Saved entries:
- - -

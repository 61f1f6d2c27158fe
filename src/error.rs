use serde::{Deserialize, Serialize};
use thiserror::Error;

/// Errors that can occur within the `tandem_pool` pool or its variable factory.
#[derive(Error, Debug, Clone, PartialEq)]
pub enum PoolError {
  #[error("Invalid argument: {0}")]
  InvalidArgument(String),

  #[error("Unsupported operation: {0}")]
  Unsupported(String),

  #[error("Task returned an error: {0}")]
  TaskFailed(String),

  #[error("Submitted task panicked")]
  TaskPanicked,

  #[error("Task `{0}` is not registered in the worker process")]
  TaskNotRegistered(String),

  #[error("Worker process lost while running the task: {0}")]
  WorkerLost(String),

  #[error("Task result channel error (the executing side went away before reporting): {0}")]
  ResultChannelError(String),

  #[error("Task result already taken")]
  ResultUnavailable,

  #[error("Pool is shutting down or already shut down, cannot accept new tasks")]
  PoolShuttingDown,

  #[error("Failed to start a child process: {0}")]
  Spawn(String),

  #[error("Inter-process communication failed: {0}")]
  Ipc(String),

  #[error("Failed to serialize task payload: {0}")]
  Serialization(String),

  #[error(transparent)]
  Sync(#[from] SyncError),
}

/// Errors raised by synchronization primitives and shared containers.
///
/// The same values are produced whether a primitive is backed natively or by
/// the manager process, so they travel over the wire unchanged.
#[derive(Error, Debug, Clone, PartialEq, Eq, Serialize, Deserialize)]
pub enum SyncError {
  #[error("Semaphore released too many times")]
  OverRelease,

  #[error("Release of an unlocked lock")]
  ReleaseUnlocked,

  #[error("Lock is not owned by the caller")]
  NotOwned,

  #[error("Barrier is broken")]
  BrokenBarrier,

  #[error("Barrier action failed: {0}")]
  BarrierAction(String),

  #[error("Queue is empty")]
  Empty,

  #[error("Queue is full")]
  Full,

  #[error("task_done() called more times than items were put")]
  TaskDoneOverflow,

  #[error("Index {index} out of range for length {len}")]
  IndexOutOfRange { index: usize, len: usize },

  #[error("Value {value} does not fit type code '{code}'")]
  TypeMismatch { code: char, value: String },

  #[error("Failed to encode or decode a shared value: {0}")]
  Codec(String),

  #[error("Manager connection failed: {0}")]
  Ipc(String),

  #[error("Unexpected manager reply: {0}")]
  Protocol(String),
}

impl From<serde_json::Error> for SyncError {
  fn from(err: serde_json::Error) -> Self {
    SyncError::Codec(err.to_string())
  }
}

/// The error type returned by a task body.
#[derive(Error, Debug, Clone, PartialEq, Eq, Serialize, Deserialize)]
#[error("{message}")]
pub struct TaskError {
  message: String,
}

impl TaskError {
  pub fn msg(message: impl std::fmt::Display) -> Self {
    Self {
      message: message.to_string(),
    }
  }

  pub fn message(&self) -> &str {
    &self.message
  }
}

impl From<SyncError> for TaskError {
  fn from(err: SyncError) -> Self {
    Self::msg(err)
  }
}

impl From<PoolError> for TaskError {
  fn from(err: PoolError) -> Self {
    Self::msg(err)
  }
}

impl From<serde_json::Error> for TaskError {
  fn from(err: serde_json::Error) -> Self {
    Self::msg(err)
  }
}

- - -

Problem: The response should consist of the entries, retyped exactly and in full.

Your response:
repository 61f1f6d2c27158fe
filename src/error.rs
use serde::{Deserialize, Serialize};
use thiserror::Error;

/// Errors that can occur within the `tandem_pool` pool or its variable factory.
#[derive(Error, Debug, Clone, PartialEq)]
pub enum PoolError {
  #[error("Invalid argument: {0}")]
  InvalidArgument(String),

  #[error("Unsupported operation: {0}")]
  Unsupported(String),

  #[error("Task returned an error: {0}")]
  TaskFailed(String),

  #[error("Submitted task panicked")]
  TaskPanicked,

  #[error("Task `{0}` is not registered in the worker process")]
  TaskNotRegistered(String),

  #[error("Worker process lost while running the task: {0}")]
  WorkerLost(String),

  #[error("Task result channel error (the executing side went away before reporting): {0}")]
  ResultChannelError(String),

  #[error("Task result already taken")]
  ResultUnavailable,

  #[error("Pool is shutting down or already shut down, cannot accept new tasks")]
  PoolShuttingDown,

  #[error("Failed to start a child process: {0}")]
  Spawn(String),

  #[error("Inter-process communication failed: {0}")]
  Ipc(String),

  #[error("Failed to serialize task payload: {0}")]
  Serialization(String),

  #[error(transparent)]
  Sync(#[from] SyncError),
}

/// Errors raised by synchronization primitives and shared containers.
///
/// The same values are produced whether a primitive is backed natively or by
/// the manager process, so they travel over the wire unchanged.
#[derive(Error, Debug, Clone, PartialEq, Eq, Serialize, Deserialize)]
pub enum SyncError {
  #[error("Semaphore released too many times")]
  OverRelease,

  #[error("Release of an unlocked lock")]
  ReleaseUnlocked,

  #[error("Lock is not owned by the caller")]
  NotOwned,

  #[error("Barrier is broken")]
  BrokenBarrier,

  #[error("Barrier action failed: {0}")]
  BarrierAction(String),

  #[error("Queue is empty")]
  Empty,

  #[error("Queue is full")]
  Full,

  #[error("task_done() called more times than items were put")]
  TaskDoneOverflow,

  #[error("Index {index} out of range for length {len}")]
  IndexOutOfRange { index: usize, len: usize },

  #[error("Value {value} does not fit type code '{code}'")]
  TypeMismatch { code: char, value: String },

  #[error("Failed to encode or decode a shared value: {0}")]
  Codec(String),

  #[error("Manager connection failed: {0}")]
  Ipc(String),

  #[error("Unexpected manager reply: {0}")]
  Protocol(String),
}

impl From<serde_json::Error> for SyncError {
  fn from(err: serde_json::Error) -> Self {
    SyncError::Codec(err.to_string())
  }
}

/// The error type returned by a task body.
#[derive(Error, Debug, Clone, PartialEq, Eq, Serialize, Deserialize)]
#[error("{message}")]
pub struct TaskError {
  message: String,
}

impl TaskError {
  pub fn msg(message: impl std::fmt::Display) -> Self {
    Self {
      message: message.to_string(),
    }
  }

  pub fn message(&self) -> &str {
    &self.message
  }
}

impl From<SyncError> for TaskError {
  fn from(err: SyncError) -> Self {
    Self::msg(err)
  }
}

impl From<PoolError> for TaskError {
  fn from(err: PoolError) -> Self {
    Self::msg(err)
  }
}

impl From<serde_json::Error> for TaskError {
  fn from(err: serde_json::Error) -> Self {
    Self::msg(err)
  }
}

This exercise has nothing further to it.